The national structural problems you mention are true for every city. There’s nothing in the water or Karl the Fog that uniquely prevents people in SF from doing what I mentioned above. But they don’t, that’s their choice, that’s SF culture, and that’s the problem.
Both problems may be present, but I think one of them is the bottom line/root cause. It’s a numbers game. I don’t think there are enough who are in touch with reality to influence election results.
I think the problem is San Franciscans are out of touch with reality. The root problem is not the GOP brand; despite the flaws in the GOP brand that is not the bottom line.
No one is saying every geographical subdivision needs to reflect exactly the aggregate distribution at the national level. I expect the split in individual cities to deviate from the national mean split. Based on my subjective experience living in SF, and based on the data, SF’s deviation is too extreme.

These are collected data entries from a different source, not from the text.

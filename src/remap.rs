//! Path remap table
//!
//! Maps a canonical request path to an aliased path under a mirror's base
//! path. Tables are built once per reload from a raw source and never
//! modified afterwards. Lookup is exact match on the path with leading
//! slashes removed.

use crate::assets;
use crate::error::{RedirectorError, Result};
use serde::{Deserialize, Serialize};
use std::collections::BTreeMap;
use std::path::Path;
use tracing::debug;

/// Supported remap source formats
#[derive(Debug, Clone, Copy, PartialEq, Eq, Serialize, Deserialize)]
#[serde(rename_all = "snake_case")]
pub enum RemapFormat {
    /// Pipe-delimited `canonical|target` rows
    DelimitedText,
    /// JSON release asset list
    AssetList,
}

impl RemapFormat {
    /// Infer the format from a file extension (`.csv` or `.json`)
    pub fn from_path(path: &Path) -> Result<Self> {
        match path.extension().and_then(|e| e.to_str()) {
            Some("csv") => Ok(RemapFormat::DelimitedText),
            Some("json") => Ok(RemapFormat::AssetList),
            _ => Err(RedirectorError::UnsupportedFormat(path.display().to_string())),
        }
    }

    pub fn as_str(&self) -> &'static str {
        match self {
            RemapFormat::DelimitedText => "delimited_text",
            RemapFormat::AssetList => "asset_list",
        }
    }
}

/// Raw remap bytes plus their declared format
#[derive(Debug, Clone)]
pub struct RemapSource {
    pub bytes: Vec<u8>,
    pub format: RemapFormat,
}

impl RemapSource {
    pub fn new(bytes: impl Into<Vec<u8>>, format: RemapFormat) -> Self {
        Self {
            bytes: bytes.into(),
            format,
        }
    }
}

/// Result of loading a remap source
#[derive(Debug, Clone)]
pub struct RemapLoad {
    pub table: RemapTable,
    /// Records dropped without failing the load
    pub skipped: usize,
}

/// Immutable canonical path to target path mapping
#[derive(Debug, Clone, Default, PartialEq, Eq, Serialize)]
#[serde(transparent)]
pub struct RemapTable {
    entries: BTreeMap<String, String>,
}

impl RemapTable {
    pub fn from_entries(entries: BTreeMap<String, String>) -> Self {
        Self { entries }
    }

    /// Build a table from raw bytes in the given format
    ///
    /// Malformed input fails the whole load; no partial table is returned.
    pub fn load(source: &RemapSource) -> Result<RemapLoad> {
        let load = match source.format {
            RemapFormat::DelimitedText => RemapLoad {
                table: load_delimited(&source.bytes)?,
                skipped: 0,
            },
            RemapFormat::AssetList => {
                let (entries, skipped) = assets::load_asset_list(&source.bytes)?;
                RemapLoad {
                    table: RemapTable::from_entries(entries),
                    skipped,
                }
            }
        };

        debug!(
            "Loaded {} remap entries from {} source ({} skipped)",
            load.table.len(),
            source.format.as_str(),
            load.skipped
        );
        Ok(load)
    }

    /// Look up the alias for a request path
    pub fn resolve(&self, path: &str) -> Option<&str> {
        self.entries.get(normalize(path)).map(String::as_str)
    }

    pub fn len(&self) -> usize {
        self.entries.len()
    }

    pub fn is_empty(&self) -> bool {
        self.entries.is_empty()
    }

    pub fn entries(&self) -> &BTreeMap<String, String> {
        &self.entries
    }
}

/// Strip leading slashes to get the canonical lookup key
pub fn normalize(path: &str) -> &str {
    path.trim_start_matches('/')
}

/// Parse pipe-delimited rows; every row must have exactly two columns
fn load_delimited(bytes: &[u8]) -> Result<RemapTable> {
    let mut reader = csv::ReaderBuilder::new()
        .delimiter(b'|')
        .has_headers(false)
        .flexible(true)
        .from_reader(bytes);

    let mut entries = BTreeMap::new();

    for (index, record) in reader.records().enumerate() {
        let row = index + 1;
        let record = record
            .map_err(|e| RedirectorError::RemapParse(format!("row {}: {}", row, e)))?;

        if record.len() != 2 {
            return Err(RedirectorError::RemapParse(format!(
                "row {}: expected 2 columns, got {}",
                row,
                record.len()
            )));
        }

        entries.insert(
            normalize(&record[0]).to_string(),
            normalize(&record[1]).to_string(),
        );
    }

    Ok(RemapTable::from_entries(entries))
}
//! Weighted random selection
//!
//! Region overrides pick one mirror per request with probability proportional
//! to its weight. The random source is a parameter so tests can drive the
//! draw with a seeded generator.

use rand::Rng;

/// An item paired with its selection weight
#[derive(Debug, Clone, PartialEq, Eq)]
pub struct Choice<T> {
    pub item: T,
    pub weight: u32,
}

impl<T> Choice<T> {
    pub fn new(item: T, weight: u32) -> Self {
        Self { item, weight }
    }
}

/// Pick one item with probability `weight / sum(weights)`
///
/// Zero-weight items never win while any positive-weight item exists. When
/// every weight is zero the draw is uniform. Returns `None` only for an
/// empty slice.
pub fn weighted_choice<'a, T, R: Rng>(choices: &'a [Choice<T>], rng: &mut R) -> Option<&'a T> {
    if choices.is_empty() {
        return None;
    }

    let total: u64 = choices.iter().map(|c| u64::from(c.weight)).sum();

    if total == 0 {
        let index = rng.random_range(0..choices.len());
        return Some(&choices[index].item);
    }

    let mut remaining = rng.random_range(0..total);
    for choice in choices {
        let weight = u64::from(choice.weight);
        if remaining < weight {
            return Some(&choice.item);
        }
        remaining -= weight;
    }

    // remaining < total guarantees the loop returns
    choices.iter().rev().find(|c| c.weight > 0).map(|c| &c.item)
}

Sure, we can regress to a form of solipsism and just say there’s no possible discussion to be had about whether SF is too extreme. Yes, God has not written down a cosmological constant of what threshold determines too extreme vs not too extreme. I think it’s pointless for us to gaslight ourselves into this belief. If we can’t say SF is too extreme, how can we say crime is too high, or persecution of LGBTQ is too high, or anything else?
In the link I shared above, SF deviates as far left as the scale can go. If you think it is possible to have an inter-subjective conversation about whether SF is too extreme, but think SF isn’t, what would need to be true for you to declare SF past the threshold?
I was thinking of 2018, but I don't remember Ellen Lee Zhou being Republican, only Richie Greenberg. Four unaffiliated-but-Democratic candidates ranked higher, Ellen and Richie were next both with less than 5% of the vote. Mark Leno and Jane Kim were the two I recall banding together; they were #2 and #3 respectively after London.
> But San Francisco has 316k registered Democrats, 137K registered with no party preference, 33K registered Republicans, and 15K registered with other parties. Expecting symmetry between the nationally major parties in San Francisco is silly.
Good question. I didn't mean this to refer to a specific politician, I meant that SF isn't the kind of place where such a politician could thrive. I think in a healthy place, you would see a healthy balance of right and left politicians who genuinely have to contend with one another. I would expect conservative politicians to win elections when things like crime and quality of life start to go the wrong direction. I don't think the delusional climate in SF is conducive to this healthy balance.
My recollection of the election when Breed won was there was one Republican, and I don't think he got many votes. Ideally there would be multiple Republican and Democratic candidates, with strong and worthwhile candidates from each party, each getting a decent share of votes. I recall the two other popular Democratic candidates competing with Breed banded together (don't remember what that meant exactly, I think they were recommending voters to vote for both of them in their ranked choices) and their platform for dealing with homelessness was to give them all cleaning supplies and have them clean the streets of SF, thereby killing two birds with one stone (giving the homeless productive, gainful occupation and dealing with all the litter, needles, human waste, etc. on the streets). I can't think of a more out-of-touch idea than that, but this was the #2 choice for San Franciscans.
I think anyone sensible would have simply asked for what Breed is now proposing to do. Voicing that opinion in SF years ago would've made you a pariah. It's a common sense opinion if you're living in and observing reality, but that's simply not what SF culture has been about.
Based on who San Franciscans has been electing, it seems too many live in world of progressive delusion far removed from reality. Reality got too real, now elected officials react. If only the citizens of SF could bring themselves to support and elect politicians who would’ve nipped this tragedy, years in the making, in the bud. Breed talks about the need to change course now — SF needed to change course long ago.